**What needs to be done:** Gather each line in the entries that includes the string "ValidateArgs".
------ Task data
//! Configuration loader with TOML parsing and environment variable overrides

use super::schema::{AuthType, OrderwatchConfig};
use super::secret::secret_string;
use crate::domain::errors::OrderwatchError;
use crate::domain::result::Result;
use regex::Regex;
use std::fs;
use std::path::Path;

/// Loads configuration from a TOML file
///
/// This function:
/// 1. Reads the TOML file
/// 2. Performs environment variable substitution (${VAR} syntax)
/// 3. Parses the TOML into OrderwatchConfig
/// 4. Applies environment variable overrides (ORDERWATCH_* prefix)
/// 5. Validates the configuration
///
/// # Errors
///
/// Returns a configuration error if the file cannot be read or parsed, a
/// referenced environment variable is unset, or validation fails.
///
/// # Examples
///
/// ```no_run
/// use orderwatch::config::loader::load_config;
///
/// let config = load_config("orderwatch.toml").expect("Failed to load config");
/// println!("{}", config.endpoints.orders_api_url);
/// ```
pub fn load_config(path: impl AsRef<Path>) -> Result<OrderwatchConfig> {
    let path = path.as_ref();

    if !path.exists() {
        return Err(OrderwatchError::Configuration(format!(
            "Configuration file not found: {}",
            path.display()
        )));
    }

    let contents = fs::read_to_string(path).map_err(|e| {
        OrderwatchError::Configuration(format!(
            "Failed to read configuration file {}: {}",
            path.display(),
            e
        ))
    })?;

    let contents = substitute_env_vars(&contents)?;

    let mut config: OrderwatchConfig = toml::from_str(&contents)
        .map_err(|e| OrderwatchError::Configuration(format!("Failed to parse TOML: {}", e)))?;

    apply_env_overrides(&mut config)?;

    config.validate().map_err(|e| {
        OrderwatchError::Configuration(format!("Configuration validation failed: {}", e))
    })?;

    Ok(config)
}

/// Substitutes environment variables in the format ${VAR_NAME}
///
/// Comment lines are left untouched. All missing variables are reported at once.
fn substitute_env_vars(input: &str) -> Result<String> {
    let re = Regex::new(r"\$\{([A-Z_][A-Z0-9_]*)\}")
        .map_err(|e| OrderwatchError::Other(format!("Invalid substitution pattern: {e}")))?;
    let mut result = String::new();
    let mut missing_vars: Vec<String> = Vec::new();

    for line in input.lines() {
        if line.trim_start().starts_with('#') {
            result.push_str(line);
            result.push('\n');
            continue;
        }

        let mut processed_line = line.to_string();
        for cap in re.captures_iter(line) {
            let var_name = &cap[1];
            match std::env::var(var_name) {
                Ok(value) => {
                    let placeholder = format!("${{{}}}", var_name);
                    processed_line = processed_line.replace(&placeholder, &value);
                }
                Err(_) => {
                    if !missing_vars.iter().any(|v| v == var_name) {
                        missing_vars.push(var_name.to_string());
                    }
                }
            }
        }
        result.push_str(&processed_line);
        result.push('\n');
    }

    if !missing_vars.is_empty() {
        return Err(OrderwatchError::Configuration(format!(
            "Missing required environment variables: {}",
            missing_vars.join(", ")
        )));
    }

    Ok(result)
}

/// Applies environment variable overrides using ORDERWATCH_* prefix
///
/// Environment variables follow the pattern: ORDERWATCH_<SECTION>_<KEY>
/// For example: ORDERWATCH_ENDPOINTS_ORDERS_API_URL, ORDERWATCH_HTTP_TIMEOUT_SECONDS
fn apply_env_overrides(config: &mut OrderwatchConfig) -> Result<()> {
    // Application overrides
    if let Ok(val) = std::env::var("ORDERWATCH_APPLICATION_LOG_LEVEL") {
        config.application.log_level = val;
    }
    if let Ok(val) = std::env::var("ORDERWATCH_APPLICATION_DRY_RUN") {
        config.application.dry_run = val.parse().unwrap_or(false);
    }

    // Endpoint overrides
    if let Ok(val) = std::env::var("ORDERWATCH_ENDPOINTS_ORDERS_API_URL") {
        config.endpoints.orders_api_url = val;
    }
    if let Ok(val) = std::env::var("ORDERWATCH_ENDPOINTS_ALERT_API_URL") {
        config.endpoints.alert_api_url = val;
    }
    if let Ok(val) = std::env::var("ORDERWATCH_ENDPOINTS_UPDATE_API_URL") {
        config.endpoints.update_api_url = val;
    }

    // HTTP overrides
    if let Ok(val) = std::env::var("ORDERWATCH_HTTP_TIMEOUT_SECONDS") {
        if let Ok(timeout) = val.parse() {
            config.http.timeout_seconds = timeout;
        }
    }
    if let Ok(val) = std::env::var("ORDERWATCH_HTTP_TLS_VERIFY") {
        config.http.tls_verify = val.parse().unwrap_or(true);
    }
    if let Ok(val) = std::env::var("ORDERWATCH_HTTP_AUTH_TYPE") {
        config.http.auth_type = match val.to_lowercase().as_str() {
            "none" => AuthType::None,
            "basic" => AuthType::Basic,
            "bearer" => AuthType::Bearer,
            other => {
                return Err(OrderwatchError::Configuration(format!(
                    "Invalid ORDERWATCH_HTTP_AUTH_TYPE '{other}'. Must be one of: none, basic, bearer"
                )))
            }
        };
    }
    if let Ok(val) = std::env::var("ORDERWATCH_HTTP_USERNAME") {
        config.http.username = Some(val);
    }
    if let Ok(val) = std::env::var("ORDERWATCH_HTTP_PASSWORD") {
        config.http.password = Some(secret_string(val));
    }
    if let Ok(val) = std::env::var("ORDERWATCH_HTTP_TOKEN") {
        config.http.token = Some(secret_string(val));
    }

    // Logging overrides
    if let Ok(val) = std::env::var("ORDERWATCH_LOGGING_LOCAL_ENABLED") {
        config.logging.local_enabled = val.parse().unwrap_or(false);
    }
    if let Ok(val) = std::env::var("ORDERWATCH_LOGGING_LOCAL_PATH") {
        config.logging.local_path = val;
    }

    Ok(())
}
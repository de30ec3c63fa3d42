//! Validate config command implementation
//!
//! This module implements the `validate-config` command for validating
//! the Orderwatch configuration file.

use crate::config::load_config;
use clap::Args;

/// Arguments for the validate-config command
#[derive(Args, Debug)]
pub struct ValidateArgs {}

impl ValidateArgs {
    /// Execute the validate-config command
    pub async fn execute(&self, config_path: &str) -> anyhow::Result<i32> {
        tracing::info!(config_path = %config_path, "Validating configuration");

        println!("🔍 Validating configuration file: {config_path}");
        println!();

        // load_config validates as its last step
        let config = match load_config(config_path) {
            Ok(c) => c,
            Err(e) => {
                println!("❌ Configuration is invalid");
                println!("   Error: {e}");
                return Ok(2);
            }
        };

        println!("✅ Configuration is valid");
        println!();
        println!("Configuration Summary:");
        println!("  Log Level: {}", config.application.log_level);
        println!("  Dry Run: {}", config.application.dry_run);
        println!("  Orders API: {}", config.endpoints.orders_api_url);
        println!("  Alert API: {}", config.endpoints.alert_api_url);
        println!("  Update API: {}", config.endpoints.update_api_url);
        println!("  HTTP Timeout: {}s", config.http.timeout_seconds);
        println!("  TLS Verify: {}", config.http.tls_verify);
        println!("  Auth Type: {:?}", config.http.auth_type);
        if config.logging.local_enabled {
            println!(
                "  File Logging: {} ({})",
                config.logging.local_path, config.logging.local_rotation
            );
        } else {
            println!("  File Logging: disabled");
        }
        println!();
        Ok(0)
    }
}

#[cfg(test)]
mod tests {
    use super::*;
    use std::io::Write;
    use tempfile::NamedTempFile;

    #[tokio::test]
    async fn test_valid_config_exits_zero() {
        let mut file = NamedTempFile::new().unwrap();
        writeln!(
            file,
            r#"
[endpoints]
orders_api_url = "https://orders.example.com/orders"
alert_api_url = "https://alerts.example.com/alerts"
update_api_url = "https://orders.example.com/update"
"#
        )
        .unwrap();

        let code = ValidateArgs {}
            .execute(file.path().to_str().unwrap())
            .await
            .unwrap();
        assert_eq!(code, 0);
    }

    #[tokio::test]
    async fn test_invalid_url_exits_two() {
        let mut file = NamedTempFile::new().unwrap();
        writeln!(
            file,
            r#"
[endpoints]
orders_api_url = "not a url"
alert_api_url = "https://alerts.example.com/alerts"
update_api_url = "https://orders.example.com/update"
"#
        )
        .unwrap();

        let code = ValidateArgs {}
            .execute(file.path().to_str().unwrap())
            .await
            .unwrap();
        assert_eq!(code, 2);
    }
}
------------
**Solution for this task:**
pub struct ValidateArgs {}
impl ValidateArgs {
        let code = ValidateArgs {}
        let code = ValidateArgs {}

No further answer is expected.